Mientras contemplo el hombre con el tatuaje de Lenin en el pecho, pienso en un cuadro de Hans Holbein, llamado Cristo muerto. Dostoievski, en El idiota, dice que, al ver ese cuadro, un creyente puede perder la fe. El hombre del tatuaje es como el Cristo muerto: es el hombre en toda su miseria, despojado de sus anhelos y de la esperanza, de las preguntas y las dudas que lo humanizan, y de cualquier clase de grandeza, hasta de la grandeza de la libertad; es un hombre más solo que el Cristo de Las siete últimas palabras de Haydn, a quien le es dado el consuelo último de la tragedia. Tanto la fotografía de Mikhailov como el cuadro de Holbein no representan ni una majestuosa tragedia ni un amable drama en adagio e cantabile, sino el vacío absoluto; el hombre del tatuaje y el Cristo de Holbein son seres humanos despojados de cualquier atributo fuera del de la insignificancia, son hombres sin otro destino que el de caer en el olvido. Tanto la fotografía como el cuadro son la meditación más depurada sobre la esencia de la condición humana. Como si el fotógrafo y el pintor le dijeran al espectador: Así eres tú.
El hombre con Lenin en el pecho está desconsolado.

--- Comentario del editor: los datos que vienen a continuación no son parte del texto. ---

/// ZeroSSL provider
use crate::error::{AcmeError, Result};
use crate::provider::AcmeProvider;
use async_trait::async_trait;
use url::Url;

const DIRECTORY_URL: &str = "https://acme.zerossl.com/v2/DV90";

/// Resolves `acme://zerossl.com`; account creation requires an external
/// account binding with an HS256 MAC
pub struct ZeroSslProvider;

#[async_trait]
impl AcmeProvider for ZeroSslProvider {
    fn name(&self) -> &'static str {
        "zerossl"
    }

    fn accepts(&self, uri: &Url) -> bool {
        uri.scheme() == "acme" && uri.host_str() == Some("zerossl.com")
    }

    fn resolve(&self, uri: &Url) -> Result<String> {
        match uri.path() {
            "" | "/" => Ok(DIRECTORY_URL.to_string()),
            other => Err(AcmeError::configuration(format!(
                "Unknown ZeroSSL variant: {}",
                other.trim_start_matches('/')
            ))),
        }
    }

    fn eab_mac_algorithm(&self) -> Option<&'static str> {
        Some("HS256")
    }
}
/// One signed POST/POST-as-GET exchange, with badNonce recovery
use crate::crypto::AccountKey;
use crate::error::{AcmeError, Result};
use crate::problem::{self, Problem};
use crate::protocol::jws::{self, JwsIdentity};
use crate::protocol::{ResourceKind, nonce::REPLAY_NONCE};
use crate::session::Session;
use crate::transport::HttpResponse;
use regex::Regex;
use serde_json::Value;
use std::sync::LazyLock;
use std::time::Duration;
use tracing::debug;

/// Internal retry budget for `badNonce` rejections
pub(crate) const MAX_BAD_NONCE_RETRIES: u32 = 3;

const JSON_CONTENT_TYPE: &str = "application/json";
const PEM_CHAIN_CONTENT_TYPE: &str = "application/pem-certificate-chain";

static LINK_RE: LazyLock<Regex> =
    LazyLock::new(|| Regex::new(r#"<([^>]+)>\s*;[^,<]*rel="([^"]+)""#).expect("link regex"));

/// A typed link relation from a `Link` header
#[derive(Debug, Clone)]
pub(crate) struct Link {
    pub rel: String,
    pub url: String,
}

/// Body of a successful ACME response
#[derive(Debug, Clone)]
pub(crate) enum ResponseBody {
    /// `application/json`
    Json(Value),
    /// `application/pem-certificate-chain`, split into DER blobs, leaf first
    Certificates(Vec<Vec<u8>>),
    /// No content
    Empty,
}

/// A successful exchange: status, interesting headers, parsed body
#[derive(Debug, Clone)]
pub(crate) struct AcmeResponse {
    pub status: u16,
    pub location: Option<String>,
    pub links: Vec<Link>,
    pub retry_after: Option<Duration>,
    pub body: ResponseBody,
}

impl AcmeResponse {
    /// First link with the given relation
    pub fn link(&self, rel: &str) -> Option<&str> {
        self.links
            .iter()
            .find(|l| l.rel == rel)
            .map(|l| l.url.as_str())
    }

    /// All links with the given relation
    pub fn links(&self, rel: &str) -> Vec<String> {
        self.links
            .iter()
            .filter(|l| l.rel == rel)
            .map(|l| l.url.clone())
            .collect()
    }

    /// The `Location` header, required on creation responses
    pub fn require_location(&self) -> Result<String> {
        self.location
            .clone()
            .ok_or_else(|| AcmeError::protocol("Missing Location header"))
    }

    /// The JSON body, or a protocol error for any other body kind
    pub fn require_json(&self) -> Result<&Value> {
        match &self.body {
            ResponseBody::Json(value) => Ok(value),
            _ => Err(AcmeError::protocol("Expected a JSON response body")),
        }
    }
}

/// Orchestrates signed exchanges for one session
pub(crate) struct Connection<'a> {
    session: &'a Session,
}

impl<'a> Connection<'a> {
    pub fn new(session: &'a Session) -> Self {
        Self { session }
    }

    /// POST-as-GET: signed request with an empty payload
    pub async fn post_as_get(
        &self,
        url: &str,
        key: &dyn AccountKey,
        identity: JwsIdentity<'_>,
    ) -> Result<AcmeResponse> {
        self.send(url, None, key, identity).await
    }

    /// Send a signed request, retrying internally on `badNonce`
    ///
    /// Every response replenishes the nonce pool from `Replay-Nonce`,
    /// including error responses. Problem documents are parsed and attached
    /// to the returned error; only `badNonce` is handled locally.
    pub async fn send(
        &self,
        url: &str,
        payload: Option<&Value>,
        key: &dyn AccountKey,
        identity: JwsIdentity<'_>,
    ) -> Result<AcmeResponse> {
        let payload_bytes = match payload {
            Some(value) => serde_json::to_vec(value)?,
            None => Vec::new(),
        };
        let new_nonce_url = self.session.resource_url(ResourceKind::NewNonce).await?;

        let mut attempt = 0u32;
        loop {
            let nonce = self
                .session
                .nonce_pool()
                .take(self.session.transport(), &new_nonce_url)
                .await?;
            let jws = jws::sign(key, identity, Some(&nonce), url, &payload_bytes)?;

            debug!(url, attempt, "Sending signed request");
            let response = self.session.transport().post(url, jws.to_bytes()?).await?;

            if let Some(fresh) = response.header(REPLAY_NONCE) {
                self.session.nonce_pool().store(fresh).await;
            }

            let links = parse_links(&response);
            let retry_after = parse_retry_after(response.header("retry-after"));
            let location = response.header("location").map(String::from);

            if response.is_success() {
                let body = parse_success_body(&response)?;
                return Ok(AcmeResponse {
                    status: response.status,
                    location,
                    links,
                    retry_after,
                    body,
                });
            }

            if response.content_type() != Some(problem::CONTENT_TYPE) {
                return Err(AcmeError::protocol(format!(
                    "HTTP {} without problem document",
                    response.status
                )));
            }

            let problem = Problem::from_slice(&response.body)
                .map_err(|e| AcmeError::protocol(format!("Malformed problem document: {}", e)))?;

            if problem.is_bad_nonce() {
                if attempt < MAX_BAD_NONCE_RETRIES {
                    attempt += 1;
                    debug!(url, attempt, "Server rejected nonce, re-signing with a fresh one");
                    continue;
                }
                return Err(AcmeError::RetriableNonce {
                    attempts: attempt,
                    problem,
                });
            }

            let tos_url = links
                .iter()
                .find(|l| l.rel == "terms-of-service")
                .map(|l| l.url.clone());
            let rate_limit_links = links
                .iter()
                .filter(|l| l.rel == "rate-limit")
                .map(|l| l.url.clone())
                .collect();
            return Err(problem.into_error(tos_url, rate_limit_links, retry_after));
        }
    }
}

fn parse_success_body(response: &HttpResponse) -> Result<ResponseBody> {
    match response.content_type() {
        Some(problem::CONTENT_TYPE) => Err(AcmeError::protocol(
            "Problem document on a success response",
        )),
        _ if response.body.is_empty() => Ok(ResponseBody::Empty),
        Some(JSON_CONTENT_TYPE) => Ok(ResponseBody::Json(response.json()?)),
        Some(PEM_CHAIN_CONTENT_TYPE) => {
            Ok(ResponseBody::Certificates(split_pem_chain(&response.body)?))
        }
        Some(other) => Err(AcmeError::protocol(format!(
            "Unexpected content type: {}",
            other
        ))),
        None => Err(AcmeError::protocol("Response body without content type")),
    }
}

/// Split a PEM certificate chain into DER blobs, preserving server order
pub(crate) fn split_pem_chain(body: &[u8]) -> Result<Vec<Vec<u8>>> {
    let blocks = pem::parse_many(body).map_err(|e| AcmeError::pem(e.to_string()))?;
    let certificates: Vec<Vec<u8>> = blocks
        .iter()
        .filter(|block| block.tag() == "CERTIFICATE")
        .map(|block| block.contents().to_vec())
        .collect();
    if certificates.is_empty() {
        return Err(AcmeError::protocol("Certificate chain contains no certificates"));
    }
    Ok(certificates)
}

fn parse_links(response: &HttpResponse) -> Vec<Link> {
    let mut links = Vec::new();
    for header in response.header_all("link") {
        for capture in LINK_RE.captures_iter(header) {
            links.push(Link {
                url: capture[1].to_string(),
                rel: capture[2].to_string(),
            });
        }
    }
    links
}

/// Parse a `Retry-After` header: delta-seconds or HTTP-date
pub(crate) fn parse_retry_after(value: Option<&str>) -> Option<Duration> {
    let value = value?.trim();
    if let Ok(seconds) = value.parse::<u64>() {
        return Some(Duration::from_secs(seconds));
    }

    static PARSER: jiff::fmt::rfc2822::DateTimeParser = jiff::fmt::rfc2822::DateTimeParser::new();
    let zoned = PARSER.parse_zoned(value).ok()?;
    let seconds = zoned.timestamp().as_second() - jiff::Timestamp::now().as_second();
    Some(Duration::from_secs(seconds.max(0) as u64))
}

Su dios ha muerto, cuando él necesitaba su inmortalidad. Sí, los dioses soviéticos, Lenin, Marx y Stalin, han muerto, y con ellos se ha echado a perder el homo sovieticus. En las fotos de Mikhailov se perciben barrios periféricos grises, uniformes, sin árboles, llenos de barro, mujeres deformes, hombres gordísimos y borrachos, niños llevando a sus padres borrachos en la espalda, niños jugando en descampados sucios y sórdidos, ciudades estériles, convertidas en no lugares, baños en zonas industriales y contaminadas, y la lucha encarnizada por la supervivencia, representada por personajes susceptibles de ser interpretados indistintamente como asesinos o como víctimas. ¿Por qué asesinos o víctimas? Volviendo al hombre con Lenin en el pecho, advierto un bastón apoyado en su cuerpo semidesnudo. La postura del hombre humilde implica que ha recibido muchos bastonazos durante su vida. Sin embargo, veo que, de un momento a otro, ese humilde esclavo puede tomar el bastón en la mano y, con Lenin en el corazón, convertirse en el verdugo que castiga y esclaviza, convencido de su verdad única y dispuesto a morir por ella, morir por su idea del paraíso terrenal como Cristo en la cruz, y de paso repartir la muerte a su entorno.
Rusia es un país de esclavos y de tiranos, grandes y pequeños, se lee en las fotos de Mikhailov. Además, en sus imágenes podemos observar la misma miseria e infelicidad, el mismo tedio que los grandes clásicos del XIX, de Gogol a Dostoievski y de Turgénev a Chéjov, observaron tanto en la ciudad como en el campo ruso. ¿Para qué sirvió la revolución bolchevique y las largas décadas de persecución, del KGB y el gulag, de sacrificio cotidiano, de vivir en la penuria?, parecen preguntar las imágenes expuestas. Penuria, sí. Porque los ideólogos del comunismo soviético rechazaron la idea del imperio romano del pan y circo para el pueblo y optaron por la receta de la inquisición española: ofrecer al pueblo milagro, enigma y autoridad; el milagro del armamento y los vuelos al espacio, el enigma de un líder omnipresente y omnisapiente como Dios, y la autoridad con su mano férrea del gulag y la delación.